Furthermore, when you’re talking about combination product development, you don’t need all of that expertise all the way through the process – there are going to be peaks and valleys where such people spend some time incredibly busy but at other times they’ll have very little to do. Based on conversations I’ve had over the years, my feeling is that there’s a genuine need within that class of company to outsource this type of expertise, which is where Kymanox comes in.

PJ Another aspect with small companies is that they don’t know what they don’t know, and Kymanox can add a lot of value there. There is a real benefit for companies from engaging with the combination product conversation sooner rather than later – many of them still come to the conversation far too late. One of the benefits of working with some of the smaller companies is that you tend – not always, but often – to be able to get involved a little bit earlier.

As Mathias said, smaller companies aren’t in a position to hire all the necessary people – they’re running with limited cash and they need to be able to move quickly if something goes wrong in their clinical trials; they don’t want to have to lay off a whole bunch of people. Kymanox knows how to work from end-to-end, so we can be brought in when needed, for any part of the development programme, or even the whole thing.

Q What value and insights can you deliver to Kymanox clients, both existing and prospective, as a KEA?

FDG Part of our role is to understand and think more strategically – Kymanox’s clients, both current and future, know that they need to get the strategy right and to understand what’s actually going on out in the market, including from a regulatory and a technical standpoint. That’s what the KEAs can bring to the party. Certainly, my specific expertise includes strategy, planning and execution in a lot of different areas, including quality and regulatory coupled with technical aspects. So, I can bring some unique experiences to bear.

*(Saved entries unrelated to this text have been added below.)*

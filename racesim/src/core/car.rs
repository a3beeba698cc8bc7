use crate::core::input::ControlInput;
use crate::core::parts::{Coefficients, PartCatalog, PartKind, PartRecord, TyreOffsets};
use crate::core::race::SimConstants;
use crate::core::track::Track;
use crate::error::SetupError;
use glam::DVec2;
use helpers::general::signum;
use helpers::geometry::Polygon;
use serde::{Deserialize, Serialize};

/// VehicleConfig holds the equipped part identifiers only. It is what a profile stores and what
/// the shop copies to build a purchase proposal.
#[derive(Debug, Clone, PartialEq, Eq, Serialize, Deserialize)]
pub struct VehicleConfig {
    pub body: String,
    pub engine: String,
    pub tyres: String,
}

impl Default for VehicleConfig {
    fn default() -> Self {
        VehicleConfig {
            body: "fellali".to_owned(),
            engine: "basic".to_owned(),
            tyres: "second_hand".to_owned(),
        }
    }
}

impl VehicleConfig {
    pub fn id_of(&self, kind: PartKind) -> &str {
        match kind {
            PartKind::Body => &self.body,
            PartKind::Engine => &self.engine,
            PartKind::Tyres => &self.tyres,
        }
    }

    pub fn set(&mut self, kind: PartKind, id: &str) {
        let slot = match kind {
            PartKind::Body => &mut self.body,
            PartKind::Engine => &mut self.engine,
            PartKind::Tyres => &mut self.tyres,
        };
        *slot = id.to_owned();
    }

    /// cost returns the summed price of all three parts.
    pub fn cost(&self, catalog: &PartCatalog) -> Result<i64, SetupError> {
        PartKind::ALL
            .iter()
            .map(|&kind| catalog.get(kind, self.id_of(kind)).map(|p| p.price))
            .sum()
    }
}

#[derive(Debug, Clone, Copy, PartialEq, Eq, Serialize, Deserialize)]
pub enum ControllerKind {
    Human,
    Computer,
}

/// Vehicle is a live race participant. Rotation is given in degrees, clockwise, with 0 pointing
/// up the y axis. Positive speed moves the car along its heading.
#[derive(Debug, Clone)]
pub struct Vehicle {
    pub name: String,
    pub controller: ControllerKind,
    pub position: DVec2,
    pub rotation: f64,
    pub speed: f64,
    pub accel_dir: i32,
    pub rot_dir: i32,
    pub stopping: bool,
    pub scale: f64,
    config: VehicleConfig,
    mass: f64,
    width: f64,
    height: f64,
    tyre_offsets: TyreOffsets,
    power: f64,
    grip: f64,
    friction_multiplier: f64,
    accel_multiplier: f64,
    brake_multiplier: f64,
}

impl Vehicle {
    /// from_config resolves all part identifiers in the catalog. An unknown identifier is a fatal
    /// configuration error.
    pub fn from_config(
        name: &str,
        config: &VehicleConfig,
        catalog: &PartCatalog,
        controller: ControllerKind,
    ) -> Result<Vehicle, SetupError> {
        let mut vehicle = Vehicle {
            name: name.to_owned(),
            controller,
            position: DVec2::ZERO,
            rotation: 0.0,
            speed: 0.0,
            accel_dir: 0,
            rot_dir: 0,
            stopping: false,
            scale: 1.0,
            config: config.to_owned(),
            mass: 1.0,
            width: 0.0,
            height: 0.0,
            tyre_offsets: TyreOffsets::default(),
            power: 0.0,
            grip: 0.0,
            friction_multiplier: 0.0,
            accel_multiplier: 0.0,
            brake_multiplier: 0.0,
        };

        for kind in PartKind::ALL {
            let record = catalog.get(kind, config.id_of(kind))?;
            vehicle.apply_part(record);
        }
        vehicle.set_part_dependant_properties();

        Ok(vehicle)
    }

    fn apply_part(&mut self, record: &PartRecord) {
        match record.coefficients {
            Coefficients::Body {
                mass,
                width,
                height,
                tyre_offsets,
            } => {
                self.mass = mass;
                self.width = width;
                self.height = height;
                self.tyre_offsets = tyre_offsets;
            }
            Coefficients::Engine { power } => self.power = power,
            Coefficients::Tyres { grip } => self.grip = grip,
        }
        self.config.set(record.kind(), &record.id);
    }

    /// equip swaps one part and recomputes the physical coefficients.
    pub fn equip(&mut self, record: &PartRecord) {
        self.apply_part(record);
        self.set_part_dependant_properties();
    }

    fn set_part_dependant_properties(&mut self) {
        self.friction_multiplier = self.grip / self.mass;
        self.accel_multiplier = self.friction_multiplier * self.power;
        self.brake_multiplier = self.friction_multiplier * (10.0 - self.mass);
    }

    /// reset places the car and clears the transient race state. Parts are kept.
    pub fn reset(&mut self, position: DVec2, rotation: f64, scale: f64) {
        self.position = position;
        self.rotation = wrap_degrees(rotation);
        self.scale = scale;
        self.speed = 0.0;
        self.accel_dir = 0;
        self.rot_dir = 0;
        self.stopping = false;
    }

    // ---------------------------------------------------------------------------------------------
    // GETTERS -------------------------------------------------------------------------------------
    // ---------------------------------------------------------------------------------------------

    pub fn config(&self) -> &VehicleConfig {
        &self.config
    }

    pub fn mass(&self) -> f64 {
        self.mass
    }

    pub fn power(&self) -> f64 {
        self.power
    }

    pub fn grip(&self) -> f64 {
        self.grip
    }

    pub fn tyre_offsets(&self) -> TyreOffsets {
        self.tyre_offsets
    }

    /// Unscaled body height, the AI sensors are placed relative to it.
    pub fn body_height(&self) -> f64 {
        self.height
    }

    pub fn friction_multiplier(&self) -> f64 {
        self.friction_multiplier
    }

    pub fn accel_multiplier(&self) -> f64 {
        self.accel_multiplier
    }

    pub fn brake_multiplier(&self) -> f64 {
        self.brake_multiplier
    }

    pub fn is_human(&self) -> bool {
        self.controller == ControllerKind::Human
    }

    /// top_speed returns the terminal speed when accelerating in direction `accel_dir` on a
    /// surface with the given friction.
    pub fn top_speed(&self, accel_dir: i32, friction: u8, consts: &SimConstants) -> f64 {
        self.accel_multiplier
            * accel_dir as f64
            * consts.directional_gain(signum(accel_dir as f64))
            * (friction as f64 / 255.0)
    }

    // ---------------------------------------------------------------------------------------------
    // DYNAMICS ------------------------------------------------------------------------------------
    // ---------------------------------------------------------------------------------------------

    /// apply_input copies the control intent into the car. It is ignored once the car is stopping.
    pub fn apply_input(&mut self, input: ControlInput) {
        if self.stopping {
            return;
        }
        self.accel_dir = input.accel_dir;
        self.rot_dir = input.rot_dir;
    }

    /// stop disables the controls and brakes the car to a standstill.
    pub fn stop(&mut self) {
        self.stopping = true;
        self.rot_dir = 0;
        self.accel_dir = if self.speed == 0.0 { 0 } else { -signum(self.speed) };
    }

    /// calculate_speed returns the speed after `dt` seconds on a surface with the given friction.
    /// The speed itself is not written, but a stopping car loses its acceleration input once it
    /// stands still.
    pub fn calculate_speed(&mut self, dt: f64, friction: u8, consts: &SimConstants) -> f64 {
        let mut speed = self.speed;
        let friction_ratio = friction as f64 / 255.0;

        let accel_sig = signum(self.accel_dir as f64);
        let speed_sig = signum(speed);

        if speed_sig == 0 && accel_sig == 0 {
            return 0.0;
        }

        if accel_sig == speed_sig || speed_sig == 0 {
            // accelerating, the scaled multiplier is both the rate and the top speed
            let speed_multiplier = self.top_speed(self.accel_dir, friction, consts);
            speed += speed_multiplier * dt;

            if speed.abs() > speed_multiplier.abs() {
                speed = speed_multiplier;
            }
        } else {
            let slow_down_multiplier = if accel_sig == 0 {
                self.friction_multiplier
            } else {
                self.friction_multiplier
                    .max(self.brake_multiplier * self.accel_dir.abs() as f64)
            };

            speed -=
                speed_sig as f64 * slow_down_multiplier * consts.brake_gain * friction_ratio * dt;

            if speed * (speed_sig as f64) <= 0.0 {
                speed = 0.0;

                if self.stopping {
                    self.accel_dir = 0;
                }
            }
        }

        speed
    }

    /// update advances speed, rotation and position by `dt` seconds. The move is refused if the
    /// target point has zero friction.
    pub fn update(&mut self, dt: f64, track: &Track, consts: &SimConstants) {
        let friction = track.friction_at(self.position);
        self.speed = self.calculate_speed(dt, friction, consts);

        let rot_factor = (self.speed.abs() / consts.full_turn_speed).min(1.0);
        self.rotation = wrap_degrees(
            self.rotation
                + rot_factor
                    * consts.rotation_speed
                    * self.rot_dir as f64
                    * signum(self.speed) as f64
                    * dt,
        );

        let target = self.position + heading(self.rotation) * (self.speed * dt);
        if track.friction_at(target) > 0 {
            self.position = target;
        }
    }

    /// footprint returns the rotated body rectangle at the current pose.
    pub fn footprint(&self) -> Polygon {
        let r = self.rotation.to_radians();
        let (sina, cosa) = r.sin_cos();

        let w = self.width * self.scale / 2.0;
        let h = self.height * self.scale / 2.0;

        // local x runs to the right of the car, local y along the heading
        let a = DVec2::new(w * cosa + h * sina, -w * sina + h * cosa);
        let b = DVec2::new(-w * cosa + h * sina, w * sina + h * cosa);

        let c = self.position;
        Polygon::new(vec![c + a, c + b, c - a, c - b])
    }
}

/// heading returns the unit vector for a rotation in degrees.
pub fn heading(rotation: f64) -> DVec2 {
    let r = rotation.to_radians();
    DVec2::new(r.sin(), r.cos())
}

/// wrap_degrees maps an angle into [0, 360).
pub fn wrap_degrees(deg: f64) -> f64 {
    let wrapped = deg.rem_euclid(360.0);
    if wrapped >= 360.0 {
        0.0
    } else {
        wrapped
    }
}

One of the things that I’m most proud of, personally, is that I’ve always tried to look at everything from the pharmaceutical side – even looking from the outside in, you need to understand what challenges the pharmaceutical client needs to meet and how to get their product to the end patient. From that perspective, I think that there’s a unique combination of experience, knowledge and outlook that I can bring to the table.

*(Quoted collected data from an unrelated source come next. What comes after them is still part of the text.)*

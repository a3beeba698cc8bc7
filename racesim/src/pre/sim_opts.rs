use clap::Parser;
use helpers::general::InputValueError;
use std::path::PathBuf;

#[derive(Debug, Parser, Clone)]
#[clap(
    version = "0.1.0",
    name = "RCr",
    about = "A top-down arcade race simulator written in Rust"
)]
pub struct SimOpts {
    // FLAGS ---------------------------------------------------------------------------------------
    /// Activate debug printing
    #[clap(short, long)]
    pub debug: bool,

    /// Print HUD updates - races are simulated in real-time
    #[clap(long)]
    pub hud: bool,

    // OPTIONS -------------------------------------------------------------------------------------
    /// Set path to the directory containing the cups
    #[clap(long, default_value = "input/cups")]
    pub cups_dir: PathBuf,

    /// Set name of the cup to drive
    #[clap(short, long, default_value = "classic")]
    pub cup: String,

    /// Set path to the part catalog file
    #[clap(long, default_value = "input/parts.json")]
    pub parts: PathBuf,

    /// Set path to a simulation constants file (OPTIONAL: defaults are used if not set)
    #[clap(long)]
    pub constants: Option<PathBuf>,

    /// Set path to the profile file
    #[clap(long, default_value = "output/profiles.json")]
    pub profiles: PathBuf,

    /// Set name of the player profile, it is created if it does not exist
    #[clap(short, long, default_value = "player")]
    pub profile: String,

    /// Set number of computer controlled opponents, should be in the range [0, 7]
    #[clap(short, long, default_value = "2")]
    pub opponents: usize,

    /// Set simulation timestep size in seconds, should be in the range [0.001, 1.0]
    #[clap(short, long, default_value = "0.02")]
    pub timestep_size: f64,

    /// Set real-time factor (only relevant with HUD updates)
    #[clap(short, long, default_value = "1.0")]
    pub realtime_factor: f64,

    /// Set path to an input tape for the player car (OPTIONAL: autopilot drives if not set)
    #[clap(short, long)]
    pub input_tape: Option<PathBuf>,

    /// Set seed for the opponent selection
    #[clap(long)]
    pub seed: Option<u64>,

    /// Set path to the directory the result CSV files are written to
    #[clap(long, default_value = "output/results")]
    pub results_dir: PathBuf,

    /// Buy this body before the cup
    #[clap(long)]
    pub body: Option<String>,

    /// Buy this engine before the cup
    #[clap(long)]
    pub engine: Option<String>,

    /// Buy these tyres before the cup
    #[clap(long)]
    pub tyres: Option<String>,
}

impl SimOpts {
    /// check returns an error if an option is outside of its allowed range.
    pub fn check(&self) -> Result<(), InputValueError> {
        if !(0.001..=1.0).contains(&self.timestep_size)
            || self.realtime_factor <= 0.0
            || self.opponents > 7
        {
            return Err(InputValueError);
        }
        Ok(())
    }
}

#[cfg(test)]
mod tests {
    use super::*;

    #[test]
    fn defaults_are_valid() {
        let opts = SimOpts::parse_from(["rcr"]);
        assert!(opts.check().is_ok());
        assert_eq!(opts.cup, "classic");
        assert_eq!(opts.opponents, 2);
        assert!(opts.input_tape.is_none());
    }

    #[test]
    fn out_of_range_options() {
        let opts = SimOpts::parse_from(["rcr", "--timestep-size", "2.0"]);
        assert!(opts.check().is_err());

        let opts = SimOpts::parse_from(["rcr", "--opponents", "8"]);
        assert!(opts.check().is_err());

        let opts = SimOpts::parse_from(["rcr", "--engine", "turbo", "--seed", "7"]);
        assert!(opts.check().is_ok());
        assert_eq!(opts.engine.as_deref(), Some("turbo"));
        assert_eq!(opts.seed, Some(7));
    }
}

“Every company, whether they’re big pharma, small biotech or a start-up – whatever size they are – the number one priority is always to get the product to market.”

When I started at West, it was a much smaller organisation. Being a part of growing the company and able to influence the industry has been a great learning experience for sure. And now it’s something that I can bring to others as a KEA.

MR A key to success when developing a combination product is understanding that you need to answer important questions early. For example, if you pick your concentration and your injectable volume, it could be the difference between a handheld injector or a wearable injector. However, doing so has proven to be difficult for the industry, as the internal structure at pharma companies is often complicated. So, while I wouldn’t say it’s treated as an afterthought, making these decisions is definitely not seen as core activity within drug companies.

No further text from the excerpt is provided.